Universal Language

T his month marks the beginning of the Year of the Dragon, the only mythical creature of the 12 animals represented in the Chinese zodiac. Despite its reputation in Western literature as a brutal and ferocious creature, China’s legendary dragon is much more altruistic.

“There’s an ancient story about how all the animals were chosen,” says Chia-Yu Joy Lu, co-founder and artistic director of the New Haven Chinese Cultural Cooperative. “The emperor wanted to choose the animals who would be the guardians of Heaven, so they had a race. Everyone assumed that the dragon would finish first, because it flies and moves fast, but the dragon was generous and took time to help people along the way. It helped the rabbit when the rabbit got in trouble—so the rabbit came in fourth, and the dragon fifth. It became the symbol of kindness and royalty.”

The dragon’s commitment to the enrichment of its community makes it a fitting metaphor for the NHCCC, a nonprofit with the goal of making Chinese music and culture accessible to everyone. The 13-member musical ensemble introduced itself to the New Haven community last month with an open-house performance at Yale. Tomorrow evening at 6:30, the group will present a Lunar New Year concert at Hopkins School in Westville.
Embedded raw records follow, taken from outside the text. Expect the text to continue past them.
use std::cell::RefCell;
use std::fmt;
use std::fmt::{Display, Formatter};
use std::rc::Rc;

use crate::ds::object::{JsObjectType, ObjectType};
use crate::ds::operations::type_conversion::{TYPE_STR_NULL, TYPE_STR_UNDEFINED};

pub enum JsValue {
    Undefined,
    Null,
    Boolean(bool),
    String(String),
    Number(JsNumberType),
    Object(JsObjectType),
}
impl JsValue {
    pub fn new_object(o: ObjectType) -> Self {
        JsValue::Object(Rc::new(RefCell::new(o)))
    }

    pub fn int(i: i64) -> Self {
        JsValue::Number(JsNumberType::Integer(i))
    }

    pub fn float(f: f64) -> Self {
        JsValue::Number(JsNumberType::from_f64(f))
    }

    pub fn str(s: &str) -> Self {
        JsValue::String(s.to_string())
    }

    pub fn as_object(&self) -> Option<&JsObjectType> {
        match self {
            JsValue::Object(o) => Some(o),
            _ => None,
        }
    }

    pub fn is_undefined(&self) -> bool {
        matches!(self, JsValue::Undefined)
    }

    pub fn is_callable(&self) -> bool {
        match self {
            JsValue::Object(o) => (**o).borrow().is_callable(),
            _ => false,
        }
    }

    /// Capability of this value, decided once at the API boundary.
    pub fn classify(&self) -> Classification {
        match self {
            JsValue::Object(o) => match *(**o).borrow() {
                ObjectType::Array(_) => Classification::Array,
                ObjectType::Function(_) => Classification::Function,
                ObjectType::Ordinary(_) | ObjectType::String(_) => Classification::PlainObject,
            },
            _ => Classification::Primitive,
        }
    }
}
impl Clone for JsValue {
    fn clone(&self) -> Self {
        match self {
            JsValue::Undefined => JsValue::Undefined,
            JsValue::String(d) => JsValue::String(d.to_string()),
            JsValue::Boolean(d) => JsValue::Boolean(*d),
            JsValue::Null => JsValue::Null,
            JsValue::Number(d) => JsValue::Number(d.clone()),
            JsValue::Object(o) => JsValue::Object(o.clone()),
        }
    }
}
impl From<JsObjectType> for JsValue {
    fn from(o: JsObjectType) -> Self {
        JsValue::Object(o)
    }
}
impl Display for JsValue {
    fn fmt(&self, f: &mut Formatter<'_>) -> fmt::Result {
        match self {
            JsValue::Undefined => write!(f, "{}", TYPE_STR_UNDEFINED),
            JsValue::Null => write!(f, "{}", TYPE_STR_NULL),
            JsValue::Boolean(b) => write!(f, "bool({})", b),
            JsValue::String(s) => write!(f, "\"{}\"", s),
            JsValue::Number(n) => write!(f, "{}", n),
            JsValue::Object(o) => write!(f, "{}", (**o).borrow().class_name()),
        }
    }
}

impl fmt::Debug for JsValue {
    fn fmt(&self, f: &mut Formatter<'_>) -> fmt::Result {
        match self {
            JsValue::Undefined => write!(f, "JsValue::Undefined"),
            JsValue::Null => write!(f, "JsValue::Null"),
            JsValue::Boolean(b) => write!(f, "JsValue::Boolean({})", b),
            JsValue::String(s) => write!(f, "JsValue::String({:?})", s),
            JsValue::Number(n) => write!(f, "JsValue::Number({:?})", n),
            JsValue::Object(o) => write!(f, "JsValue::Object({})", (**o).borrow().class_name()),
        }
    }
}

impl PartialEq for JsValue {
    fn eq(&self, other: &Self) -> bool {
        match (self, other) {
            (JsValue::Undefined, JsValue::Undefined) => true,
            (JsValue::Null, JsValue::Null) => true,
            (JsValue::Boolean(a), JsValue::Boolean(b)) => a == b,
            (JsValue::String(a), JsValue::String(b)) => a == b,
            (JsValue::Number(a), JsValue::Number(b)) => a == b,
            (JsValue::Object(a), JsValue::Object(b)) => Rc::ptr_eq(a, b),
            _ => false,
        }
    }
}

#[derive(Debug, PartialEq)]
pub enum JsNumberType {
    Integer(i64),
    Float(f64),
    NaN,
    PositiveInfinity,
    NegativeInfinity,
}
impl JsNumberType {
    pub fn from_f64(f: f64) -> Self {
        if f.is_nan() {
            JsNumberType::NaN
        } else if f == f64::INFINITY {
            JsNumberType::PositiveInfinity
        } else if f == f64::NEG_INFINITY {
            JsNumberType::NegativeInfinity
        } else {
            JsNumberType::Float(f)
        }
    }

    pub fn as_f64(&self) -> f64 {
        match self {
            JsNumberType::Integer(i) => *i as f64,
            JsNumberType::Float(f) => *f,
            JsNumberType::NaN => f64::NAN,
            JsNumberType::PositiveInfinity => f64::INFINITY,
            JsNumberType::NegativeInfinity => f64::NEG_INFINITY,
        }
    }
}
impl Display for JsNumberType {
    fn fmt(&self, f: &mut Formatter<'_>) -> fmt::Result {
        match self {
            JsNumberType::Integer(i) => write!(f, "{}", i),
            JsNumberType::Float(nf) => write!(f, "{}", nf),
            JsNumberType::NaN => write!(f, "NaN"),
            JsNumberType::PositiveInfinity => write!(f, "+Infinity"),
            JsNumberType::NegativeInfinity => write!(f, "-Infinity"),
        }
    }
}
impl Clone for JsNumberType {
    fn clone(&self) -> Self {
        match self {
            JsNumberType::Integer(i) => JsNumberType::Integer(*i),
            JsNumberType::Float(nf) => JsNumberType::Float(*nf),
            JsNumberType::NaN => JsNumberType::NaN,
            JsNumberType::PositiveInfinity => JsNumberType::PositiveInfinity,
            JsNumberType::NegativeInfinity => JsNumberType::NegativeInfinity,
        }
    }
}

/// What a value can do, as far as the shim is concerned.
#[derive(Debug, Clone, Copy, PartialEq, Eq)]
pub enum Classification {
    Array,
    PlainObject,
    Function,
    Primitive,
}
impl Classification {
    pub fn is_object(&self) -> bool {
        !matches!(self, Classification::Primitive)
    }
}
Co-founder and president Lely Evans, who teaches Chinese at Hopkins, believes music is the perfect ambassador. “It’s a boundless language in itself,” she says. “It speaks to you without you having to learn it. Anyone can appreciate it, even though it might have sounds, textures or timbres that are different.” I can attest to this. During the group’s January open house, the music seemed on the surface a world apart from any Western-based forms, yet it went straight to my gut, whether melancholy and reflective or boisterous and forceful.

The Hopkins celebration will offer poetry and dance as well. Jiayan Liu, who plays pipa (also known as a Chinese lute) in the ensemble, will perform two dances. The first, “Reversed Pipa,” is a traditional dance inspired by ancient Mogao Caves murals; “Entwined” is a more modern piece incorporating a long silk fan. Two of Evans’s students at Hopkins will read and interpret Tang Dynasty poet Du Fu’s work “Delighting in Rain on a Spring Night” accompanied by Evans on guzheng, a 21-string plucked zither.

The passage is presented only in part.